2.センゲンサマは地域の富士山

 安房の各地には、小高いところにセンゲンサマとよばれる富士の神様がまつられています。センゲンサマは、地元の富士講の人たちが奉納した立派な石宮であったり、あるいは氏神級の神社だったりするところもありますが、多くは銘文すらない小さな石の祠です。

 そもそも富士山の信仰とは、富士山を仰ぎ見る場所で、富士山そのものを拝むことから始まりました。安房のセンゲンサマがいつ頃からまつられるようになったかはわかりませんが、江戸時代の村明細帳などを見ると、明らかに富士講が普及する以前から「浅間宮」として存在しているところがあります。また、通常富士山が見えるとは思えないような外房寄りに位置しているセンゲンサマでも、高いところにあるので、場所によっては富士山がよく見えるのです。

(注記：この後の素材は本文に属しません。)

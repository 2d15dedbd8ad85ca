//! # shelley-wallet: HD wallet engine for Cardano Shelley.
//!
//! Turns a BIP-39 recovery phrase into a BIP32-Ed25519 key tree, keeps the
//! phrase encrypted at rest, and builds, signs and submits payments against
//! the UTXO set reported by a ledger collaborator.
//!
//! # Modules
//!
//! - [`error`]: `WalletError` enum
//! - [`mnemonic`]: recovery phrases, entropy and Icarus seeds
//! - [`keys`]: extended keys, derivation paths, account keys
//! - [`encryption`]: Argon2id + AES-256-GCM vault
//! - [`store`]: one encrypted record per wallet id on disk
//! - [`coin_selection`]: UTXO selection strategies
//! - [`fee`]: linear fee estimation and change
//! - [`draft`]: transaction draft state machine and witness assembly
//! - [`builder`]: transaction builder with signing
//! - [`request`]: validated request structs
//! - [`config`]: engine configuration
//! - [`wallet`]: restored wallets and the engine

pub mod builder;
pub mod coin_selection;
pub mod config;
pub mod draft;
pub mod encryption;
pub mod error;
pub mod fee;
pub mod keys;
pub mod mnemonic;
pub mod request;
pub mod store;
pub mod wallet;

// Re-exports for convenient access
pub use builder::{Recipient, TransactionBuilder, UnsignedTransaction};
pub use coin_selection::{CoinSelection, CoinSelector, SelectionStrategy};
pub use config::WalletConfig;
pub use draft::{DraftState, TransactionDraft, assemble};
pub use encryption::{KdfParams, WalletRecord, decrypt, encrypt};
pub use error::WalletError;
pub use fee::{ChangeOutcome, FeeEstimator, compute_change};
pub use keys::{AccountKeys, ChildIndex, DerivationPath, ExtendedKey, Role, Seed};
pub use mnemonic::{Entropy, RecoveryPhrase, entropy_to_seed, generate_phrase, phrase_to_entropy};
pub use request::{SaveRequest, SendRequest, UnlockRequest};
pub use store::WalletStore;
pub use wallet::{GeneratedWallet, SendReceipt, Wallet, WalletEngine};
//! # shelley-ledger: ledger collaborators over the Blockfrost HTTP API.
//!
//! [`BlockfrostClient`] implements [`LedgerQuery`](shelley_core::traits::LedgerQuery)
//! and [`Broadcaster`](shelley_core::traits::Broadcaster). Every call runs
//! under a [`RetryPolicy`]; only failures that left the ledger untouched
//! are retried.

pub mod blockfrost;
pub mod config;
pub mod retry;

pub use blockfrost::BlockfrostClient;
pub use config::LedgerConfig;
pub use retry::{Idempotency, RetryPolicy};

 おそらく安房では、地域にもとからあった素朴な富士信仰を基盤に、江戸の影響をうけた富士講が広まったのでしょう。江戸周辺の富士講の人たちは、老人や子供でも簡単に登山できるように「富士塚」というミニチュア富士山を作りましたが、安房の場合は、センゲンサマをまつった地元の山が富士塚のようなもので、富士山さながらに五合目に小御嶽(こみたけ)様の碑を建てたり、中腹に御中道をつくって、毎年富士山のお山開きにちなんだ行事を続けているところもあります。

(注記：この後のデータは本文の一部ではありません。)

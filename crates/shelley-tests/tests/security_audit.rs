//! Adversarial security tests for the Shelley wallet.
//!
//! Each test states the attack it exercises and the invariant that stops
//! it: signatures bind the exact body, secrets never leave the vault in
//! readable form, and untrusted input is rejected before key material is
//! touched.

use shelley_core::address::{Address, Network};
use shelley_core::crypto::{sign_tx_id, verify_witness};
use shelley_core::error::CryptoError;
use shelley_core::types::{ProtocolParameters, SignedTransaction};
use shelley_tests::helpers::*;
use shelley_wallet::{
    KdfParams, RecoveryPhrase, SendRequest, TransactionBuilder, UnlockRequest, Wallet,
    WalletError, WalletStore, assemble, encrypt,
};

fn reference_wallet() -> Wallet {
    let phrase = RecoveryPhrase::parse(PHRASE).unwrap();
    Wallet::from_phrase(&phrase, "", Network::Testnet, 0).unwrap()
}

fn other_wallet() -> Wallet {
    let phrase = RecoveryPhrase::parse(
        "abandon abandon abandon abandon abandon abandon abandon abandon abandon abandon abandon about",
    )
    .unwrap();
    Wallet::from_phrase(&phrase, "", Network::Testnet, 0).unwrap()
}

/// A signed payment of 2 ADA from the reference wallet.
fn signed_payment() -> SignedTransaction {
    let wallet = reference_wallet();
    let from = wallet.address();
    let utxos = vec![utxo(&from, 1, 5_000_000)];
    let mut unsigned = TransactionBuilder::new(ProtocolParameters::default())
        .add_recipient(recipient(Network::Testnet), 2_000_000)
        .build(&utxos, &from)
        .unwrap();
    TransactionBuilder::sign(&mut unsigned, wallet.keys()).unwrap()
}

// ======================================================================
// ATTACK 1: Witness malleability
// Attack: alter or strip witnesses hoping the transaction id moves.
// Invariant: the id is the hash of the body alone.
// ======================================================================

#[test]
fn attack_witnesses_do_not_change_tx_id() {
    let signed = signed_payment();
    let id = signed.id().unwrap();
    assert_eq!(id, signed.body.id().unwrap());

    let mut stripped = signed.clone();
    stripped.witnesses.clear();
    assert_eq!(stripped.id().unwrap(), id);

    let mut flipped = signed.clone();
    flipped.witnesses[0].signature[0] ^= 0x80;
    assert_eq!(flipped.id().unwrap(), id);
    assert!(verify_witness(&id, &flipped.witnesses[0]).is_err());
}

// ======================================================================
// ATTACK 2: Body substitution
// Attack: keep a valid witness and swap the recipient or the fee.
// Invariant: a witness verifies only against the body it signed.
// ======================================================================

#[test]
fn attack_redirected_output_breaks_signature() {
    let signed = signed_payment();
    let required = vec![reference_wallet().address().payment_key_hash().unwrap()];

    let mut body = signed.body.clone();
    body.outputs[0].address = Address::enterprise(shelley_core::types::KeyHash([0x66; 28]), Network::Testnet);
    let err = assemble(body, signed.witnesses.clone(), &required).unwrap_err();
    assert_eq!(err, WalletError::Crypto(CryptoError::VerificationFailed));

    let mut body = signed.body.clone();
    body.fee += 1;
    assert!(assemble(body, signed.witnesses.clone(), &required).is_err());

    // The untouched pair still assembles.
    assert!(assemble(signed.body.clone(), signed.witnesses, &required).is_ok());
}

// ======================================================================
// ATTACK 3: Witness injection and omission
// Attack: attach a valid signature from an unrelated key, or drop one.
// Invariant: witnesses are exactly the input credentials.
// ======================================================================

#[test]
fn attack_foreign_and_missing_witnesses() {
    let signed = signed_payment();
    let id = signed.id().unwrap();
    let required = vec![reference_wallet().address().payment_key_hash().unwrap()];

    let stranger = other_wallet();
    let mut witnesses = signed.witnesses.clone();
    witnesses.push(sign_tx_id(&id, stranger.keys().payment()));
    assert!(matches!(
        assemble(signed.body.clone(), witnesses, &required),
        Err(WalletError::Crypto(CryptoError::UnknownWitness(_)))
    ));

    assert!(matches!(
        assemble(signed.body.clone(), Vec::new(), &required),
        Err(WalletError::Crypto(CryptoError::MissingWitness(_)))
    ));
}

#[test]
fn attack_signing_with_wrong_account() {
    let wallet = reference_wallet();
    let from = wallet.address();
    let utxos = vec![utxo(&from, 1, 5_000_000)];
    let mut unsigned = TransactionBuilder::new(ProtocolParameters::default())
        .add_recipient(recipient(Network::Testnet), 2_000_000)
        .build(&utxos, &from)
        .unwrap();
    let err = TransactionBuilder::sign(&mut unsigned, other_wallet().keys()).unwrap_err();
    assert!(matches!(err, WalletError::Crypto(CryptoError::MissingWitness(_))));
}

// ======================================================================
// ATTACK 4: Vault probing
// Attack: distinguish wrong passwords from corrupted records, or smuggle
// a record that decrypts to something other than a phrase.
// Invariant: every failure is the same AuthenticationError.
// ======================================================================

#[test]
fn attack_non_phrase_plaintext_is_rejected() {
    let dir = tempfile::tempdir().unwrap();
    let (engine, _) = engine(dir.path());
    let record = encrypt(b"not a mnemonic at all", "pw", &KdfParams::new(64, 1, 1)).unwrap();
    WalletStore::open(dir.path())
        .unwrap()
        .save("planted", &record, false)
        .unwrap();

    let req = UnlockRequest::parse(Some("planted"), Some("pw")).unwrap();
    assert_eq!(engine.unlock_wallet(&req).unwrap_err(), WalletError::Authentication);
}

#[test]
fn attack_truncated_record_is_authentication_failure() {
    let dir = tempfile::tempdir().unwrap();
    let (engine, _) = engine(dir.path());
    save(&engine, "w", PHRASE, "pw");

    let path = dir.path().join("w.json");
    let mut json: serde_json::Value =
        serde_json::from_str(&std::fs::read_to_string(&path).unwrap()).unwrap();
    let encrypted = json["encrypted"].as_str().unwrap().to_string();
    json["encrypted"] = serde_json::Value::String(encrypted[..40].to_string());
    std::fs::write(&path, serde_json::to_vec(&json).unwrap()).unwrap();

    let req = UnlockRequest::parse(Some("w"), Some("pw")).unwrap();
    assert_eq!(engine.unlock_wallet(&req).unwrap_err(), WalletError::Authentication);
}

#[test]
fn attack_inflated_kdf_costs_fail_closed() {
    let dir = tempfile::tempdir().unwrap();
    let (engine, _) = engine(dir.path());
    save(&engine, "w", PHRASE, "pw");

    // Argon2 would try to allocate 256 GiB for this record.
    let path = dir.path().join("w.json");
    let mut json: serde_json::Value =
        serde_json::from_str(&std::fs::read_to_string(&path).unwrap()).unwrap();
    json["kdf"]["m_cost"] = serde_json::json!(1u32 << 28);
    std::fs::write(&path, serde_json::to_vec(&json).unwrap()).unwrap();

    let req = UnlockRequest::parse(Some("w"), Some("pw")).unwrap();
    assert_eq!(engine.unlock_wallet(&req).unwrap_err(), WalletError::Authentication);
}

// ======================================================================
// ATTACK 5: Path traversal through wallet ids
// Invariant: ids are restricted to [A-Za-z0-9_-]{1,64}.
// ======================================================================

#[test]
fn attack_wallet_id_traversal() {
    for id in ["../../etc/passwd", "a/b", "..", "w.json", "C:\\x", "\0"] {
        assert!(
            matches!(
                UnlockRequest::parse(Some(id), Some("pw")),
                Err(WalletError::InvalidWalletId(_))
            ),
            "{id:?}"
        );
    }
}

// ======================================================================
// ATTACK 6: Hostile request fields
// Attack: negative, fractional or overflowing amounts; addresses from the
// other network; reward addresses as recipients.
// ======================================================================

#[test]
fn attack_hostile_amounts_and_addresses() {
    let to = recipient(Network::Testnet).to_string();
    for amount in ["-1", "0", "1.0", "0x10", "99999999999999999999", "1 000"] {
        assert!(
            matches!(
                SendRequest::parse(Some("w"), Some("pw"), Some(to.as_str()), Some(amount), Network::Testnet),
                Err(WalletError::InvalidAmount(_))
            ),
            "{amount}"
        );
    }

    let mainnet = recipient(Network::Mainnet).to_string();
    assert!(matches!(
        SendRequest::parse(Some("w"), Some("pw"), Some(mainnet.as_str()), Some("1000000"), Network::Testnet),
        Err(WalletError::InvalidAddress(_))
    ));

    let reward = reference_wallet().reward_address().to_string();
    assert!(matches!(
        SendRequest::parse(Some("w"), Some("pw"), Some(reward.as_str()), Some("1000000"), Network::Testnet),
        Err(WalletError::InvalidAddress(_))
    ));
}

// ======================================================================
// ATTACK 7: Duplicated UTXOs from a lying ledger
// Attack: report the same output twice to inflate the spendable total.
// Invariant: an input is consumed at most once.
// ======================================================================

#[tokio::test]
async fn attack_duplicate_utxos_not_double_counted() {
    let dir = tempfile::tempdir().unwrap();
    let (engine, ledger) = engine(dir.path());
    save(&engine, "w", PHRASE, "pw");
    let from: Address = TESTNET_ADDR.parse().unwrap();
    let only = utxo(&from, 7, 3_000_000);
    ledger.utxos.lock().extend([only.clone(), only]);

    let to = recipient(Network::Testnet).to_string();
    let req = SendRequest::parse(Some("w"), Some("pw"), Some(to.as_str()), Some("4000000"), Network::Testnet)
        .unwrap();
    match engine.build_and_send(&req).await.unwrap_err() {
        WalletError::InsufficientFunds { have, .. } => assert_eq!(have, 3_000_000),
        other => panic!("expected InsufficientFunds, got {other:?}"),
    }
    assert_eq!(ledger.submissions(), 0);
}

// ======================================================================
// ATTACK 8: Secrets in logs
// Invariant: Debug output of secret-bearing types never shows them.
// ======================================================================

#[test]
fn attack_debug_output_hides_secrets() {
    let phrase = RecoveryPhrase::parse(PHRASE).unwrap();
    let wallet = reference_wallet();
    let to = recipient(Network::Testnet).to_string();
    let req = SendRequest::parse(Some("w"), Some("s3cret-pw"), Some(to.as_str()), Some("1000000"), Network::Testnet)
        .unwrap();

    let rendered = format!("{phrase:?} {wallet:?} {:?} {req:?}", wallet.keys());
    for word in ["walk", "penalty", "filter", "s3cret-pw"] {
        assert!(!rendered.contains(word), "leaked {word}");
    }
}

 またセンゲンサマは、漁をする人にとっての目印でもありました。海岸に近いセンゲンサマの山が魚見根(うおみね)山という別名をもっていたり、また内陸部にあるセンゲンサマの松の木が海からよく見えたなどという話はいくつも聞かれます。畑(はた)(館山市)のセンゲンサマにも以前大きな松がありましたが、地元の人たちがこれを切って売ろうとしたところ、この木を目印にしていた白浜の漁師たちが、切られては困るとお金を持って買いにきたといいます。ほかにも、日照りの年にセンゲンサマで雨乞いをした話なども聞かれ、センゲンサマは地域の守り神としていろいろな役割を持っていたのです。

白浜町塩浦の浅間神社

白浜町塩浦の浅間神社

7月31日の例祭日に御中道で法螺貝を吹く氏子総代

7月31日の例祭日に御中道で法螺貝を吹く氏子総代

103 富士山礼拝図絵馬

103 富士山礼拝図絵馬
白浜町・宝泉寺蔵

 白浜町塩浦の浅間神社に隣接する宝泉寺は、山号を冨士山といい、富士信仰に関係する小絵馬が奉納されている。